Gates Foundation Earmarks $1.6bn Assistance for Nigeria

Gates Foundation Earmarks $1.6bn Assistance for Nigeria

Onyebuchi Ezigbo in Abuja

Bill and Melinda Gates Foundation has so far committed $1.6 billion to support its development intervention in Nigeria.

The Foundation’s Chief Strategy Officer and President Global Policy and Advocacy, Mark Suzuam, who spoke at an interactive session with journalists in Abuja, yesterday, said that the major target of its intervention in polio eradication in the country has substantially been achieved.

He said that apart from its supportive roles in the federal government-led effort to wipe out incidences of polio, the group had also assisted in raising funds to fight AIDS, tuberculosis and malaria.

In a fact sheet presented by the foundation, it said that efforts were further directed at empowering communities by supporting initiatives that lead to agricultural innovation.

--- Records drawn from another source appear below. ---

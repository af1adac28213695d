//! `hostctl host`
//!
//! Rows are given as a flat JSON object. Strings in address columns are
//! parsed as IP addresses and passed on as raw inet bytes, the way they come
//! off the wire; everything else maps onto the closest column value.

use anyhow::{bail, Context};
use clap::Args;
use corelib::{Address, CoreConfig, Host, HostMetadata, HostWarning, MapRow, Value};
use serde::Serialize;
use std::fmt;
use std::net::{IpAddr, SocketAddr};
use std::path::PathBuf;

const ADDRESS_COLUMNS: &[&str] = &["rpc_address", "peer", "broadcast_address", "listen_address"];

#[derive(Args, Debug)]
pub struct HostArgs {
    /// Identity address of the node, e.g. 10.0.0.1:9042.
    #[arg(long)]
    pub address: SocketAddr,
    /// JSON file holding one `system.local` / `system.peers` row.
    #[arg(long)]
    pub row: PathBuf,
    /// Copy the `tokens` column even if the config does not ask for it.
    #[arg(long)]
    pub use_tokens: bool,
}

#[derive(Debug, Serialize)]
pub struct HostReport {
    pub address: Address,
    pub connect_address: Address,
    pub metadata: HostMetadata,
    pub warnings: Vec<HostWarning>,
}

pub fn run(args: &HostArgs, core: &CoreConfig) -> anyhow::Result<HostReport> {
    let text = std::fs::read_to_string(&args.row)
        .with_context(|| format!("reading {}", args.row.display()))?;
    let json: serde_json::Value = serde_json::from_str(&text)
        .with_context(|| format!("parsing {}", args.row.display()))?;
    let row = row_from_json(&json)?;

    let host = Host::with_latency_settings(args.address.into(), &core.latency);
    let warnings = host.set(&row, args.use_tokens || core.use_tokens);

    Ok(HostReport {
        address: *host.address(),
        connect_address: host.connect_address(),
        metadata: host.metadata(),
        warnings,
    })
}

/// Build a row from a JSON object of column name to value.
pub fn row_from_json(json: &serde_json::Value) -> anyhow::Result<MapRow> {
    let Some(columns) = json.as_object() else {
        bail!("row must be a JSON object");
    };
    let mut row = MapRow::new();
    for (name, value) in columns {
        let is_address = ADDRESS_COLUMNS.contains(&name.as_str());
        row = row.with(name.clone(), to_value(value, is_address)?);
    }
    Ok(row)
}

fn to_value(json: &serde_json::Value, is_address: bool) -> anyhow::Result<Value> {
    use serde_json::Value as Json;

    Ok(match json {
        Json::Null => Value::Null,
        Json::Bool(b) => Value::Int(i64::from(*b)),
        Json::Number(n) => match n.as_i64() {
            Some(i) => Value::Int(i),
            None => Value::Text(n.to_string()),
        },
        Json::String(s) if is_address => match s.parse::<IpAddr>() {
            Ok(IpAddr::V4(ip)) => Value::Inet(ip.octets().to_vec()),
            Ok(IpAddr::V6(ip)) => Value::Inet(ip.octets().to_vec()),
            Err(_) => Value::Text(s.clone()),
        },
        Json::String(s) => Value::Text(s.clone()),
        Json::Array(items) => Value::List(
            items
                .iter()
                .map(|item| to_value(item, is_address))
                .collect::<anyhow::Result<_>>()?,
        ),
        Json::Object(_) => bail!("nested objects are not valid column values"),
    })
}

impl fmt::Display for HostReport {
    fn fmt(&self, f: &mut fmt::Formatter<'_>) -> fmt::Result {
        let meta = &self.metadata;
        writeln!(f, "host            {}", self.address)?;
        writeln!(f, "rpc address     {}", meta.rpc_address)?;
        writeln!(f, "connect address {}", self.connect_address)?;
        writeln!(f, "data center     {:?} (id {})", meta.dc, meta.dc_id)?;
        writeln!(f, "rack            {:?} (id {})", meta.rack, meta.rack_id)?;
        writeln!(f, "partitioner     {:?}", meta.partitioner)?;
        writeln!(f, "server version  {}", meta.server_version)?;
        match meta.vendor_version {
            Some(version) => writeln!(f, "vendor version  {version}")?,
            None => writeln!(f, "vendor version  -")?,
        }
        writeln!(f, "tokens          {}", meta.tokens.len())?;
        for warning in &self.warnings {
            writeln!(f, "warning: {warning:?}")?;
        }
        Ok(())
    }
}

#[cfg(test)]
mod tests {
    use super::*;
    use corelib::{Row, VersionNumber};
    use serde_json::json;

    #[test]
    fn test_row_from_json() {
        let row = row_from_json(&json!({
            "rack": "r1",
            "rpc_address": "10.1.1.1",
            "tokens": ["-5", "17"],
            "num": 3,
            "gone": null
        }))
        .unwrap();

        assert_eq!(row.get_string_by_name("rack").as_deref(), Some("r1"));
        assert_eq!(row.get_by_name("rpc_address"), Some(&Value::Inet(vec![10, 1, 1, 1])));
        assert!(row.get_by_name("tokens").unwrap().is_collection());
        assert_eq!(row.get_by_name("num"), Some(&Value::Int(3)));
        assert!(row.get_by_name("gone").unwrap().is_null());
    }

    #[test]
    fn test_row_must_be_flat_object() {
        assert!(row_from_json(&json!(["rack"])).is_err());
        assert!(row_from_json(&json!({"rack": {"name": "r1"}})).is_err());
    }

    #[test]
    fn test_run_applies_vendor_correction() {
        let dir = tempfile::tempdir().unwrap();
        let path = dir.path().join("row.json");
        std::fs::write(
            &path,
            r#"{"release_version": "4.0.0", "dse_version": "6.5.0", "rpc_address": "0.0.0.0"}"#,
        )
        .unwrap();

        let args = HostArgs {
            address: "10.0.0.1:9042".parse().unwrap(),
            row: path,
            use_tokens: false,
        };
        let report = run(&args, &CoreConfig::default()).unwrap();

        assert_eq!(report.metadata.server_version, VersionNumber::new(3, 11, 0));
        assert_eq!(report.warnings, vec![HostWarning::BindAnyRpcAddress]);
        assert_eq!(report.connect_address, report.address);
    }
}
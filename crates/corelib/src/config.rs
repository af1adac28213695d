//! Settings for the host core.

use crate::error::{Error, Result};
use crate::latency::LatencySettings;
use serde::{Deserialize, Serialize};
use std::path::Path;

/// Settings shared by every host the driver creates.
///
/// Every field has a default, so an empty JSON object is a valid config.
#[derive(Clone, Debug, Default, PartialEq, Eq, Serialize, Deserialize)]
#[serde(default)]
pub struct CoreConfig {
    pub latency: LatencySettings,
    /// Copy token ownership from system tables into each host.
    pub use_tokens: bool,
}

impl CoreConfig {
    pub fn from_json_str(json: &str) -> Result<Self> {
        serde_json::from_str(json).map_err(|e| Error::Config(e.to_string()))
    }

    pub fn from_file(path: impl AsRef<Path>) -> Result<Self> {
        let path = path.as_ref();
        let json = std::fs::read_to_string(path)
            .map_err(|e| Error::Config(format!("{}: {e}", path.display())))?;
        Self::from_json_str(&json)
    }
}
//! Host state notifications.
//!
//! Internally the driver reports topology transitions through
//! [`HostListener`]. Applications register a plain callback instead;
//! [`ExternalHostListener`] adapts one to the other by reducing each host to
//! its raw inet address.

use crate::address::Inet;
use crate::host::HostPtr;

/// Kind of topology transition, as seen by external callbacks.
#[repr(C)]
#[derive(Copy, Clone, Debug, PartialEq, Eq, Hash)]
pub enum HostEvent {
    Up = 0,
    Down = 1,
    Add = 2,
    Remove = 3,
}

/// Receiver of topology transitions. All methods default to no-ops.
pub trait HostListener: Send + Sync {
    fn on_host_up(&self, _host: &HostPtr) {}
    fn on_host_down(&self, _host: &HostPtr) {}
    fn on_host_added(&self, _host: &HostPtr) {}
    fn on_host_removed(&self, _host: &HostPtr) {}
}

/// Application callback. Any user data travels in the closure's captures.
pub type HostListenerCallback = Box<dyn Fn(HostEvent, Inet) + Send + Sync>;

/// Forwards every transition to an application callback.
pub struct ExternalHostListener {
    callback: HostListenerCallback,
}

impl ExternalHostListener {
    pub fn new(callback: impl Fn(HostEvent, Inet) + Send + Sync + 'static) -> Self {
        Self {
            callback: Box::new(callback),
        }
    }

    fn notify(&self, event: HostEvent, host: &HostPtr) {
        (self.callback)(event, host.address().to_inet());
    }
}

impl HostListener for ExternalHostListener {
    fn on_host_up(&self, host: &HostPtr) {
        self.notify(HostEvent::Up, host);
    }

    fn on_host_down(&self, host: &HostPtr) {
        self.notify(HostEvent::Down, host);
    }

    fn on_host_added(&self, host: &HostPtr) {
        self.notify(HostEvent::Add, host);
    }

    fn on_host_removed(&self, host: &HostPtr) {
        self.notify(HostEvent::Remove, host);
    }
}

impl std::fmt::Debug for ExternalHostListener {
    fn fmt(&self, f: &mut std::fmt::Formatter<'_>) -> std::fmt::Result {
        f.debug_struct("ExternalHostListener").finish_non_exhaustive()
    }
}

Suzuam said he and other members of the foundation’s visiting team had earlier in the day met with state governors in Abuja under the auspices of the Nigeria Governors Forum where they urged them to try and scale up immunisation and vaccination activities in their respective states.

According to Suzuam, the need for more efforts in the implementation of immunisation programme has become necessary following recent reports of polio cases in some states in the North-west, North-east and South- west parts of the country.

He said that there was the need to sustain the immunisation and vaccination drive so as not to allow the health campaign to lose steam, thereby squandering the gains so far made.

Under its agricultural intervention programme, Bill and Melinda Foundation said it promotes transformation, helping in policy development, agriculture sector coordination and sector-wide investments at the federal and state levels.

“We help to empower Nigerian small holder farmers with knowledge, tools and tecnologies they need to increase their productivity in crops and livestock commodities and to have nutritious foods,” it said.